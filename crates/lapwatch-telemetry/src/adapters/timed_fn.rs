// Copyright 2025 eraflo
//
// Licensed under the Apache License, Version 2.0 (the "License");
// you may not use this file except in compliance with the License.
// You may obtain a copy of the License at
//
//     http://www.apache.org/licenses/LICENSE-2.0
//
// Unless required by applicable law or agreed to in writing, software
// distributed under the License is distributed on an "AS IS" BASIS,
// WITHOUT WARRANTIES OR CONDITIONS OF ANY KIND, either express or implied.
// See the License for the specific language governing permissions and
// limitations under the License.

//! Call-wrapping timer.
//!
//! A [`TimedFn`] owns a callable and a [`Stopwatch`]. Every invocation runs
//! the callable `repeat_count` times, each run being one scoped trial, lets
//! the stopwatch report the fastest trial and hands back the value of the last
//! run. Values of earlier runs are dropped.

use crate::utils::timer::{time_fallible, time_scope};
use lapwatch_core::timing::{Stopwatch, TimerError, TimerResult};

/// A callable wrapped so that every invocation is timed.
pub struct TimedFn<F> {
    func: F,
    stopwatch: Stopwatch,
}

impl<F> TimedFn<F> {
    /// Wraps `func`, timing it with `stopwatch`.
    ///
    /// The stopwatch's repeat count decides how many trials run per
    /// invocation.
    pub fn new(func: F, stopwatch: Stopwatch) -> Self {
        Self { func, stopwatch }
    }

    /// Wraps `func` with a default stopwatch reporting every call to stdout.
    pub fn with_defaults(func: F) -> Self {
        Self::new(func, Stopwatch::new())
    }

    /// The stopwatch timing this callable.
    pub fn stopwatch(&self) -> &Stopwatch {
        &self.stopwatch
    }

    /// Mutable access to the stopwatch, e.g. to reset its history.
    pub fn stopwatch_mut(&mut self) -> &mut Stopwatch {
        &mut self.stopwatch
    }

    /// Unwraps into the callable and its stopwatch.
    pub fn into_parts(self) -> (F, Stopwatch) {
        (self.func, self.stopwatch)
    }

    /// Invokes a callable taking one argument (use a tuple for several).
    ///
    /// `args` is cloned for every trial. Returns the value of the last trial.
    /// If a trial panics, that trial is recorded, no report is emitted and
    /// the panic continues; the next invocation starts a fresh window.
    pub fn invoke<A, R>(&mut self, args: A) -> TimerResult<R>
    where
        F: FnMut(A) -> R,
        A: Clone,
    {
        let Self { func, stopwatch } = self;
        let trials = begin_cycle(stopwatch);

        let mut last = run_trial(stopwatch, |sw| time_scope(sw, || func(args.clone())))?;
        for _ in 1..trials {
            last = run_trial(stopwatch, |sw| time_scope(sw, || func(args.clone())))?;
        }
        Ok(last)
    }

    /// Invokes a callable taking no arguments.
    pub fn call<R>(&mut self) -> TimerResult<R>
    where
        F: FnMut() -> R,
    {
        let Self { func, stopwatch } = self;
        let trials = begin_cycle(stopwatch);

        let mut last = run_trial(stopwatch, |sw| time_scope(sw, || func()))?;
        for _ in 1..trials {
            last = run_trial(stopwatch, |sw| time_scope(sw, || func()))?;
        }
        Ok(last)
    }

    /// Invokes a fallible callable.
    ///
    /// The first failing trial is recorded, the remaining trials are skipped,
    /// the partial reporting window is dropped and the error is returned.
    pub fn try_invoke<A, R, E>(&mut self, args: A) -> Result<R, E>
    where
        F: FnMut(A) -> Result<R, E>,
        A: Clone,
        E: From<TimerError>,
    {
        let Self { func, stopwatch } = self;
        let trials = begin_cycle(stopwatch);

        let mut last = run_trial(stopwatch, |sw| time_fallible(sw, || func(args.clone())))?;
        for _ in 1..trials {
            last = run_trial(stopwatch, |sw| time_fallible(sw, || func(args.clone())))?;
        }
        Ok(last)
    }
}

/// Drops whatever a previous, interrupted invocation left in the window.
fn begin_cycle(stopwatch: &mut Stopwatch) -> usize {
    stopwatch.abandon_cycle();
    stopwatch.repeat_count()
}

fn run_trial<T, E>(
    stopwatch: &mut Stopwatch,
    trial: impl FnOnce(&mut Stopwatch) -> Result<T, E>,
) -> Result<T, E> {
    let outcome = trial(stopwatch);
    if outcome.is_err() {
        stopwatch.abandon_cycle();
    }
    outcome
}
◇ ◇ ◇ ◇
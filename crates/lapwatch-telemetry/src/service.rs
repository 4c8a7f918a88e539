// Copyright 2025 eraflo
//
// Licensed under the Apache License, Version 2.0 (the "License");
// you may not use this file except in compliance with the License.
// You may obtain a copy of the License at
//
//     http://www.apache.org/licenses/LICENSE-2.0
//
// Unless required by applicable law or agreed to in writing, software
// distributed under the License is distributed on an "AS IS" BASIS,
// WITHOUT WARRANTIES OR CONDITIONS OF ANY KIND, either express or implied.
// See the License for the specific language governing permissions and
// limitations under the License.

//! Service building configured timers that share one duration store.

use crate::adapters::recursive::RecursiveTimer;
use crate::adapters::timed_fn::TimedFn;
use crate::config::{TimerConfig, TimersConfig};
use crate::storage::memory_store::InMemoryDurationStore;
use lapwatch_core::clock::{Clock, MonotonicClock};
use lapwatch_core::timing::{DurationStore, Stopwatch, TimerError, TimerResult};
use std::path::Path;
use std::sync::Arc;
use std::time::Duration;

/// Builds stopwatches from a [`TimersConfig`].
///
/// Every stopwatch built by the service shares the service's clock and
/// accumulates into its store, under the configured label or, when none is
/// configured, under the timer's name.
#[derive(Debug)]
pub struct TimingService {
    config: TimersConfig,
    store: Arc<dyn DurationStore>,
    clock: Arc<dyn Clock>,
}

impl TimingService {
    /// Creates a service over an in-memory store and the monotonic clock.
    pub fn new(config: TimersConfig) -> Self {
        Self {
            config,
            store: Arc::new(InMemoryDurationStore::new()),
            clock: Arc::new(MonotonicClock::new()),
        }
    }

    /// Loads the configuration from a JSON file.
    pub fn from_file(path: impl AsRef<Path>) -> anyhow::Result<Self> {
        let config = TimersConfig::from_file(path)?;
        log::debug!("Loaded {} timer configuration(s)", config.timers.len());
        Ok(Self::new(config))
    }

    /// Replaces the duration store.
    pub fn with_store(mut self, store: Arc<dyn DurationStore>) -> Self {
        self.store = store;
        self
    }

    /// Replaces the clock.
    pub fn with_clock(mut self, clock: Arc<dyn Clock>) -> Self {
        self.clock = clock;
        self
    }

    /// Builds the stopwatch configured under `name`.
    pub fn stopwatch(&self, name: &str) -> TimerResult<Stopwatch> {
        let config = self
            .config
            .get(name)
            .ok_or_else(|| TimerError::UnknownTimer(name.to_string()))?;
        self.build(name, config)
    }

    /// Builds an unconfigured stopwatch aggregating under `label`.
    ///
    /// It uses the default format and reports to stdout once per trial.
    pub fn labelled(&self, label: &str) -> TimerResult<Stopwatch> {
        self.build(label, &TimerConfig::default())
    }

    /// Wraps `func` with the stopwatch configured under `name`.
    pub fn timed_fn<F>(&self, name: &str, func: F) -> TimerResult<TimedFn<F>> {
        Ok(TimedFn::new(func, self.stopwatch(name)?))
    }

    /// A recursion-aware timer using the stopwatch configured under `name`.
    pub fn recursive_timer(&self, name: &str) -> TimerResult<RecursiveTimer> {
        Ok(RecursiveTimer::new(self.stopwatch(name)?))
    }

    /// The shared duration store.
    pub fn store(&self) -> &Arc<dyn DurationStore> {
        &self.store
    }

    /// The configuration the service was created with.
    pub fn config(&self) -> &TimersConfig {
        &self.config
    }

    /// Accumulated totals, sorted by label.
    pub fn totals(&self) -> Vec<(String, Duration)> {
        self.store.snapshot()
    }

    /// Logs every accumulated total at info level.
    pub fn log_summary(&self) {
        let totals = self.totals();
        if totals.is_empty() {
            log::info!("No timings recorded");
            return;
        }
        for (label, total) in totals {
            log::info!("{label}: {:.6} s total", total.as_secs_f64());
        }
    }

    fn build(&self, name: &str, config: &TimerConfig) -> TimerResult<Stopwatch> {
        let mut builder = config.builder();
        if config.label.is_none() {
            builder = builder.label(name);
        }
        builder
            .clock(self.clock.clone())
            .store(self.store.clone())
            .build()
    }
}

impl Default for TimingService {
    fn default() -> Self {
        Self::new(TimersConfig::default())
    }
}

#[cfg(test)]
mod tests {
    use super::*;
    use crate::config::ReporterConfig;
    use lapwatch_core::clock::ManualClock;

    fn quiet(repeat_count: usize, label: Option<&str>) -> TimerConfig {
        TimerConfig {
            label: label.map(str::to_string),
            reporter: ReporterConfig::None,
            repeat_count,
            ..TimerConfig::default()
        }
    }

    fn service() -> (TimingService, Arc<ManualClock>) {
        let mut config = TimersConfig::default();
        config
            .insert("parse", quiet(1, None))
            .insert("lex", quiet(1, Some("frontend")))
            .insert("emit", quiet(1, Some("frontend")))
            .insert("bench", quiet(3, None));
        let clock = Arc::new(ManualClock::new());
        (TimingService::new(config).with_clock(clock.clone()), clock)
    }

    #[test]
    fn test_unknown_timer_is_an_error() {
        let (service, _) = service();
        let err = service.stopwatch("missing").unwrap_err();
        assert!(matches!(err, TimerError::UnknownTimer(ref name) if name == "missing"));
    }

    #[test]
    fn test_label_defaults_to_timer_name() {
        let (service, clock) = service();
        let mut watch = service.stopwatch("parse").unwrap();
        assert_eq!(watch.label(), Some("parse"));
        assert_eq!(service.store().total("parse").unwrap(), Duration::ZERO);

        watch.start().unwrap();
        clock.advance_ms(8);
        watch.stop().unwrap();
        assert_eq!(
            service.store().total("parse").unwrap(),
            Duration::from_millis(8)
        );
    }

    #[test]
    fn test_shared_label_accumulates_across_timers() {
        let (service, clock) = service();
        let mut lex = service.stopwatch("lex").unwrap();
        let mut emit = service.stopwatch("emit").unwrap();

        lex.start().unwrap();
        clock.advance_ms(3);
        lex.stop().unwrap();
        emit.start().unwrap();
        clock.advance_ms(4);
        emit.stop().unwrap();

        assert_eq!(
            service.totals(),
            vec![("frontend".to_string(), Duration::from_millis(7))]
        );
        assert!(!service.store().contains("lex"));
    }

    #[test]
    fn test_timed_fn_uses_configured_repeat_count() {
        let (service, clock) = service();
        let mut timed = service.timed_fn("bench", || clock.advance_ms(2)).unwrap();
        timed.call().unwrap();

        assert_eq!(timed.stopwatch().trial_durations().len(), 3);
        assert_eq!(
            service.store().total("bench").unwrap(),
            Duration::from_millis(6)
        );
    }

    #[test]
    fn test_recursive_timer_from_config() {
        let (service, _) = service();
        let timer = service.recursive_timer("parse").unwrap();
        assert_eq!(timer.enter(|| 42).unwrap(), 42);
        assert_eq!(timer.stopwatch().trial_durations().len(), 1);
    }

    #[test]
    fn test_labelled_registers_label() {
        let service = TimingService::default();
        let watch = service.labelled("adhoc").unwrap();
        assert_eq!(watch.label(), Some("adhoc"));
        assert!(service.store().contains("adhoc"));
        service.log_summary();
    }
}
◇ ◇ ◇ ◇
● **Problem**
In the listing above, find the line containing "filename crates/lapwatch-telemetry/src/adapters/timed_fn.rs" and the line containing "scoped trial, lets", then retype both and every line between them exactly, with nothing else.

● **Task output**
filename crates/lapwatch-telemetry/src/adapters/timed_fn.rs
// Copyright 2025 eraflo
//
// Licensed under the Apache License, Version 2.0 (the "License");
// you may not use this file except in compliance with the License.
// You may obtain a copy of the License at
//
//     http://www.apache.org/licenses/LICENSE-2.0
//
// Unless required by applicable law or agreed to in writing, software
// distributed under the License is distributed on an "AS IS" BASIS,
// WITHOUT WARRANTIES OR CONDITIONS OF ANY KIND, either express or implied.
// See the License for the specific language governing permissions and
// limitations under the License.

//! Call-wrapping timer.
//!
//! A [`TimedFn`] owns a callable and a [`Stopwatch`]. Every invocation runs
//! the callable `repeat_count` times, each run being one scoped trial, lets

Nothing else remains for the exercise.